▶ [What the task asks]
Repeat each line of the material below exactly.

*** Block opens ***

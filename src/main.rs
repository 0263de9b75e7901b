//! # Mushroom Man Main Entry Point
//!
//! Parses the command line, loads the level corpus and the progress store,
//! and runs the macroquad game loop.

use clap::Parser;
use log::info;
use macroquad::prelude::*;
use mushman::{
    parse_corpus, GameSession, InputHandler, JsonFileStore, MacroquadDisplay, MushmanError,
    MushmanResult, Outcome, PlayerInput, DEFAULT_CORPUS,
};
use std::path::PathBuf;

/// Command line arguments for Mushroom Man.
#[derive(Parser, Debug)]
#[command(name = "mushman")]
#[command(about = "A turn-based grid puzzle game of keys, bombs, and portals")]
#[command(version)]
struct Args {
    /// Path to a level corpus file (defaults to the built-in levels)
    #[arg(long)]
    levels: Option<PathBuf>,

    /// Level number to start at (1-based), overriding the saved position
    #[arg(long)]
    level: Option<usize>,

    /// Path of the progress save file
    #[arg(long, default_value = "mushman-save.json")]
    save: PathBuf,

    /// Log level (error, warn, info, debug, trace)
    #[arg(long, default_value = "info")]
    log_level: String,
}

#[macroquad::main("Mushroom Man")]
async fn main() -> MushmanResult<()> {
    let args = Args::parse();

    env_logger::Builder::from_env(env_logger::Env::default().default_filter_or(&args.log_level))
        .init();

    info!("Starting Mushroom Man v{}", mushman::VERSION);

    run_game(args).await
}

/// Runs the main game loop with macroquad graphics.
async fn run_game(args: Args) -> MushmanResult<()> {
    // Configure window for both desktop and mobile
    // On mobile, this will be overridden by the platform
    request_new_screen_size(1024.0, 768.0);
    set_pc_assets_folder("assets");

    let corpus = match &args.levels {
        Some(path) => {
            info!("Loading level corpus from {}", path.display());
            std::fs::read_to_string(path)?
        }
        None => DEFAULT_CORPUS.to_string(),
    };

    let levels = parse_corpus(&corpus);
    if levels.is_empty() {
        return Err(MushmanError::InvalidState(
            "the level corpus contains no playable levels".to_string(),
        ));
    }

    let store = JsonFileStore::open(&args.save);
    let mut session = GameSession::new(levels, Box::new(store))?;

    if let Some(number) = args.level {
        session.load_level(number.saturating_sub(1));
    }

    let input_handler = InputHandler::new();
    let mut display = MacroquadDisplay::new();

    display.add_message(format!(
        "Welcome to Mushroom Man! {} levels loaded",
        session.level_count()
    ));
    display.add_message("Reach the green exit in as few moves as you can".to_string());

    // Main game loop
    loop {
        if let Some(input) = input_handler.get_input() {
            match input {
                PlayerInput::Quit => {
                    info!("Player quit the game");
                    break;
                }

                PlayerInput::Reset => {
                    session.reset_current_level();
                    display.add_message("Level restarted".to_string());
                }

                PlayerInput::NextLevel => {
                    if session.advance_level() {
                        let snapshot = session.snapshot();
                        display.add_message(format!(
                            "Level {}: {}",
                            snapshot.level_index + 1,
                            snapshot.title
                        ));
                    } else {
                        display.add_message("No more levels".to_string());
                    }
                }

                PlayerInput::Move(direction) => {
                    let outcome = session.attempt_move(direction);
                    announce(&mut display, outcome, session.state().moves());
                }
            }
        }

        display.render(&session.snapshot());
        next_frame().await;
    }

    info!("Game loop ended");
    Ok(())
}

/// Pushes a message for outcomes worth telling the player about.
fn announce(display: &mut MacroquadDisplay, outcome: Outcome, moves: u32) {
    match outcome {
        Outcome::LevelComplete {
            new_best: true,
            previous_best: Some(previous),
        } => {
            display.add_message(format!("Complete in {moves} moves, beating {previous}!"));
        }
        Outcome::LevelComplete {
            new_best: true,
            previous_best: None,
        } => {
            display.add_message(format!("Complete in {moves} moves!"));
        }
        Outcome::LevelComplete {
            new_best: false, ..
        } => {
            display.add_message(format!("Complete in {moves} moves, no new best"));
        }
        Outcome::LevelFailed(reason) => {
            display.add_message(format!("Level lost: {reason}"));
        }
        Outcome::None | Outcome::Moved | Outcome::Rejected | Outcome::ResourceChanged => {}
    }
}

*** Block closes ***

▶ [Response box]
filename src/main.rs
repository 0263de9b75e7901b
//! # Mushroom Man Main Entry Point
//!
//! Parses the command line, loads the level corpus and the progress store,
//! and runs the macroquad game loop.

use clap::Parser;
use log::info;
use macroquad::prelude::*;
use mushman::{
    parse_corpus, GameSession, InputHandler, JsonFileStore, MacroquadDisplay, MushmanError,
    MushmanResult, Outcome, PlayerInput, DEFAULT_CORPUS,
};
use std::path::PathBuf;

/// Command line arguments for Mushroom Man.
#[derive(Parser, Debug)]
#[command(name = "mushman")]
#[command(about = "A turn-based grid puzzle game of keys, bombs, and portals")]
#[command(version)]
struct Args {
    /// Path to a level corpus file (defaults to the built-in levels)
    #[arg(long)]
    levels: Option<PathBuf>,

    /// Level number to start at (1-based), overriding the saved position
    #[arg(long)]
    level: Option<usize>,

    /// Path of the progress save file
    #[arg(long, default_value = "mushman-save.json")]
    save: PathBuf,

    /// Log level (error, warn, info, debug, trace)
    #[arg(long, default_value = "info")]
    log_level: String,
}

#[macroquad::main("Mushroom Man")]
async fn main() -> MushmanResult<()> {
    let args = Args::parse();

    env_logger::Builder::from_env(env_logger::Env::default().default_filter_or(&args.log_level))
        .init();

    info!("Starting Mushroom Man v{}", mushman::VERSION);

    run_game(args).await
}

/// Runs the main game loop with macroquad graphics.
async fn run_game(args: Args) -> MushmanResult<()> {
    // Configure window for both desktop and mobile
    // On mobile, this will be overridden by the platform
    request_new_screen_size(1024.0, 768.0);
    set_pc_assets_folder("assets");

    let corpus = match &args.levels {
        Some(path) => {
            info!("Loading level corpus from {}", path.display());
            std::fs::read_to_string(path)?
        }
        None => DEFAULT_CORPUS.to_string(),
    };

    let levels = parse_corpus(&corpus);
    if levels.is_empty() {
        return Err(MushmanError::InvalidState(
            "the level corpus contains no playable levels".to_string(),
        ));
    }

    let store = JsonFileStore::open(&args.save);
    let mut session = GameSession::new(levels, Box::new(store))?;

    if let Some(number) = args.level {
        session.load_level(number.saturating_sub(1));
    }

    let input_handler = InputHandler::new();
    let mut display = MacroquadDisplay::new();

    display.add_message(format!(
        "Welcome to Mushroom Man! {} levels loaded",
        session.level_count()
    ));
    display.add_message("Reach the green exit in as few moves as you can".to_string());

    // Main game loop
    loop {
        if let Some(input) = input_handler.get_input() {
            match input {
                PlayerInput::Quit => {
                    info!("Player quit the game");
                    break;
                }

                PlayerInput::Reset => {
                    session.reset_current_level();
                    display.add_message("Level restarted".to_string());
                }

                PlayerInput::NextLevel => {
                    if session.advance_level() {
                        let snapshot = session.snapshot();
                        display.add_message(format!(
                            "Level {}: {}",
                            snapshot.level_index + 1,
                            snapshot.title
                        ));
                    } else {
                        display.add_message("No more levels".to_string());
                    }
                }

                PlayerInput::Move(direction) => {
                    let outcome = session.attempt_move(direction);
                    announce(&mut display, outcome, session.state().moves());
                }
            }
        }

        display.render(&session.snapshot());
        next_frame().await;
    }

    info!("Game loop ended");
    Ok(())
}

/// Pushes a message for outcomes worth telling the player about.
fn announce(display: &mut MacroquadDisplay, outcome: Outcome, moves: u32) {
    match outcome {
        Outcome::LevelComplete {
            new_best: true,
            previous_best: Some(previous),
        } => {
            display.add_message(format!("Complete in {moves} moves, beating {previous}!"));
        }
        Outcome::LevelComplete {
            new_best: true,
            previous_best: None,
        } => {
            display.add_message(format!("Complete in {moves} moves!"));
        }
        Outcome::LevelComplete {
            new_best: false, ..
        } => {
            display.add_message(format!("Complete in {moves} moves, no new best"));
        }
        Outcome::LevelFailed(reason) => {
            display.add_message(format!("Level lost: {reason}"));
        }
        Outcome::None | Outcome::Moved | Outcome::Rejected | Outcome::ResourceChanged => {}
    }
}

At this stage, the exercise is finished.